▶ _What you should do_:
Where the listing below reaches the line containing "Ok(entry.feed.clone())", start writing out lines exactly, and stop once the line containing "let key = url.to_string();" has been written.

▶ _Record extracts_:
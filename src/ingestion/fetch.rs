use std::collections::HashMap;
use std::sync::Arc;
use std::time::Duration;

use async_trait::async_trait;
use bytes::Bytes;
use governor::clock::Clock;
use governor::middleware::NoOpMiddleware;
use governor::state::keyed::DashMapStateStore;
use governor::{Quota, RateLimiter};
use reqwest::Client;
use thiserror::Error;
use tokio::sync::Mutex;
use tokio::task::JoinHandle;
use tokio::time::{sleep, Instant};
use tokio_util::sync::CancellationToken;

use super::parse;
use super::types::ParsedFeed;

const USER_AGENT: &str = concat!("rss-importer/", env!("CARGO_PKG_VERSION"));

#[derive(Debug, Error)]
pub enum FetchError {
    #[error("request to {url} failed: {source}")]
    Http { url: String, #[source] source: reqwest::Error },
    #[error("{url} returned status {status}")]
    Status { url: String, status: u16 },
    #[error("could not parse feed at {url}: {reason}")]
    Parse { url: String, reason: String },
}

/// Raw byte retrieval; the HTTP client in production, a stub in tests.
#[async_trait]
pub trait Transport: Send + Sync {
    async fn get(&self, url: &str) -> Result<Bytes, FetchError>;
}

pub struct HttpTransport {
    client: Client,
}

impl HttpTransport {
    pub fn new(timeout: Duration) -> anyhow::Result<Self> {
        let client = Client::builder().timeout(timeout).user_agent(USER_AGENT).build()?;
        Ok(Self { client })
    }
}

#[async_trait]
impl Transport for HttpTransport {
    async fn get(&self, url: &str) -> Result<Bytes, FetchError> {
        let http = |source| FetchError::Http { url: url.to_string(), source };
        let resp = self.client.get(url).send().await.map_err(http)?;
        let status = resp.status();
        if !status.is_success() {
            return Err(FetchError::Status { url: url.to_string(), status: status.as_u16() });
        }
        resp.bytes().await.map_err(http)
    }
}

#[derive(Debug, Clone)]
pub struct FetcherConfig {
    pub cache_ttl: Duration,
    pub min_interval: Duration,
    pub prune_every: Duration,
    pub max_entries: usize,
    pub request_timeout: Duration,
}

impl Default for FetcherConfig {
    fn default() -> Self {
        Self {
            cache_ttl: Duration::from_secs(5 * 60),
            min_interval: Duration::from_secs(30),
            prune_every: Duration::from_secs(10 * 60),
            max_entries: 50,
            request_timeout: Duration::from_secs(15),
        }
    }
}

/// Reads tokio's clock so a paused test runtime also pauses rate limiting.
#[derive(Debug, Clone, Copy, Default)]
struct TokioClock;

impl Clock for TokioClock {
    type Instant = std::time::Instant;
    fn now(&self) -> Self::Instant { Instant::now().into_std() }
}

type UrlLimiter = RateLimiter<String, DashMapStateStore<String>, TokioClock, NoOpMiddleware<std::time::Instant>>;

struct CacheEntry {
    feed: Arc<ParsedFeed>,
    stored_at: Instant,
}

/// Feed retrieval with a per-URL response cache and a per-URL request interval.
///
/// Constructed once per process and shared by handle; the cache and
/// rate-limit state live only as long as the fetcher.
pub struct FeedFetcher {
    transport: Arc<dyn Transport>,
    cfg: FetcherConfig,
    cache: Mutex<HashMap<String, CacheEntry>>,
    /// One cell per `min_interval` for each URL; `None` when the interval is zero.
    limiter: Option<UrlLimiter>,
}

impl FeedFetcher {
    pub fn new(transport: Arc<dyn Transport>, cfg: FetcherConfig) -> Self {
        let limiter = Quota::with_period(cfg.min_interval).map(|q| RateLimiter::dashmap_with_clock(q, TokioClock));
        Self { transport, cfg, cache: Mutex::new(HashMap::new()), limiter }
    }

    pub fn http(cfg: FetcherConfig) -> anyhow::Result<Self> {
        let transport = HttpTransport::new(cfg.request_timeout)?;
        Ok(Self::new(Arc::new(transport), cfg))
    }

    pub async fn fetch(&self, url: &str) -> Result<Arc<ParsedFeed>, FetchError> {
        if let Some(feed) = self.fresh_cached(url).await {
            tracing::debug!(url, "feed cache hit");
            return Ok(feed);
        }

        self.wait_for_slot(url).await;
        // a concurrent caller may have refreshed the entry while we waited
        if let Some(feed) = self.fresh_cached(url).await {
            return Ok(feed);
        }

        match self.fetch_uncached(url).await {
            Ok(feed) => {
                let feed = Arc::new(feed);
                let mut cache = self.cache.lock().await;
                cache.insert(url.to_string(), CacheEntry { feed: feed.clone(), stored_at: Instant::now() });
                Ok(feed)
            }
            Err(e) => {
                let cache = self.cache.lock().await;
                match cache.get(url) {
                    Some(entry) => {
                        tracing::warn!(url, error = %e, "fetch failed; serving stale cached feed");
                        Ok(entry.feed.clone())
                    }
                    None => Err(e),
                }
            }
        }
    }

    async fn fetch_uncached(&self, url: &str) -> Result<ParsedFeed, FetchError> {
        let bytes = self.transport.get(url).await?;
        parse::parse_feed(&bytes).map_err(|reason| FetchError::Parse { url: url.to_string(), reason })
    }

    async fn fresh_cached(&self, url: &str) -> Option<Arc<ParsedFeed>> {
        let cache = self.cache.lock().await;
        cache
            .get(url)
            .filter(|e| e.stored_at.elapsed() < self.cfg.cache_ttl)
            .map(|e| e.feed.clone())
    }

    /// Sleep until `url` has a free request slot.
    async fn wait_for_slot(&self, url: &str) {
        let Some(limiter) = &self.limiter else { return };
        let key = url.to_string();
        while let Err(not_until) = limiter.check_key(&key) {
            let wait = not_until.wait_time_from(TokioClock.now());
            tracing::debug!(url, wait_ms = wait.as_millis() as u64, "rate limited; waiting");
            sleep(wait).await;
        }
    }

    /// Drop expired entries, then the oldest ones beyond `max_entries`.
    pub async fn prune(&self) -> usize {
        let mut cache = self.cache.lock().await;
        let before = cache.len();
        let ttl = self.cfg.cache_ttl;
        cache.retain(|_, e| e.stored_at.elapsed() < ttl);

        if cache.len() > self.cfg.max_entries {
            let mut by_age: Vec<(String, Instant)> = cache.iter().map(|(k, e)| (k.clone(), e.stored_at)).collect();
            by_age.sort_by_key(|(_, t)| *t);
            let excess = cache.len() - self.cfg.max_entries;
            for (k, _) in by_age.into_iter().take(excess) { cache.remove(&k); }
        }

        if let Some(limiter) = &self.limiter {
            limiter.retain_recent();
        }

        before - cache.len()
    }

    #[cfg(test)]
    pub async fn cached_len(&self) -> usize { self.cache.lock().await.len() }

    pub fn spawn_pruner(self: &Arc<Self>, cancel: CancellationToken) -> JoinHandle<()> {
        let fetcher = Arc::clone(self);
        tokio::spawn(async move {
            let mut ticker = tokio::time::interval(fetcher.cfg.prune_every);
            ticker.tick().await;
            loop {
                tokio::select! {
                    _ = cancel.cancelled() => break,
                    _ = ticker.tick() => {
                        let evicted = fetcher.prune().await;
                        if evicted > 0 { tracing::debug!(evicted, "pruned feed cache"); }
                    }
                }
            }
        })
    }
}

#[cfg(test)]
pub(crate) mod testing {
    use std::collections::HashMap;
    use std::sync::atomic::{AtomicUsize, Ordering};
    use std::sync::Mutex;

    use super::*;

    /// Serves canned bodies per URL; unknown or failing URLs error.
    #[derive(Default)]
    pub struct StubTransport {
        bodies: Mutex<HashMap<String, String>>,
        pub calls: AtomicUsize,
    }

    impl StubTransport {
        pub fn with(url: &str, body: &str) -> Self {
            let t = Self::default();
            t.set(url, body);
            t
        }

        pub fn set(&self, url: &str, body: &str) {
            self.bodies.lock().unwrap().insert(url.to_string(), body.to_string());
        }

        pub fn fail(&self, url: &str) {
            self.bodies.lock().unwrap().remove(url);
        }

        pub fn calls(&self) -> usize { self.calls.load(Ordering::SeqCst) }
    }

    #[async_trait]
    impl Transport for StubTransport {
        async fn get(&self, url: &str) -> Result<Bytes, FetchError> {
            self.calls.fetch_add(1, Ordering::SeqCst);
            match self.bodies.lock().unwrap().get(url) {
                Some(body) => Ok(Bytes::from(body.clone())),
                None => Err(FetchError::Status { url: url.to_string(), status: 503 }),
            }
        }
    }

    pub fn rss(items: &[(&str, &str, &str)]) -> String {
        let mut out = String::from(r#"<?xml version="1.0"?><rss version="2.0"><channel><title>Stub</title><link>https://stub.example</link><description>stub</description>"#);
        for (title, link, desc) in items {
            out.push_str(&format!(
                "<item><title>{}</title><link>{}</link><description><![CDATA[{}]]></description></item>",
                title, link, desc
            ));
        }
        out.push_str("</channel></rss>");
        out
    }
}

▶ _Response area_:
                        Ok(entry.feed.clone())
                    }
                    None => Err(e),
                }
            }
        }
    }

    async fn fetch_uncached(&self, url: &str) -> Result<ParsedFeed, FetchError> {
        let bytes = self.transport.get(url).await?;
        parse::parse_feed(&bytes).map_err(|reason| FetchError::Parse { url: url.to_string(), reason })
    }

    async fn fresh_cached(&self, url: &str) -> Option<Arc<ParsedFeed>> {
        let cache = self.cache.lock().await;
        cache
            .get(url)
            .filter(|e| e.stored_at.elapsed() < self.cfg.cache_ttl)
            .map(|e| e.feed.clone())
    }

    /// Sleep until `url` has a free request slot.
    async fn wait_for_slot(&self, url: &str) {
        let Some(limiter) = &self.limiter else { return };
        let key = url.to_string();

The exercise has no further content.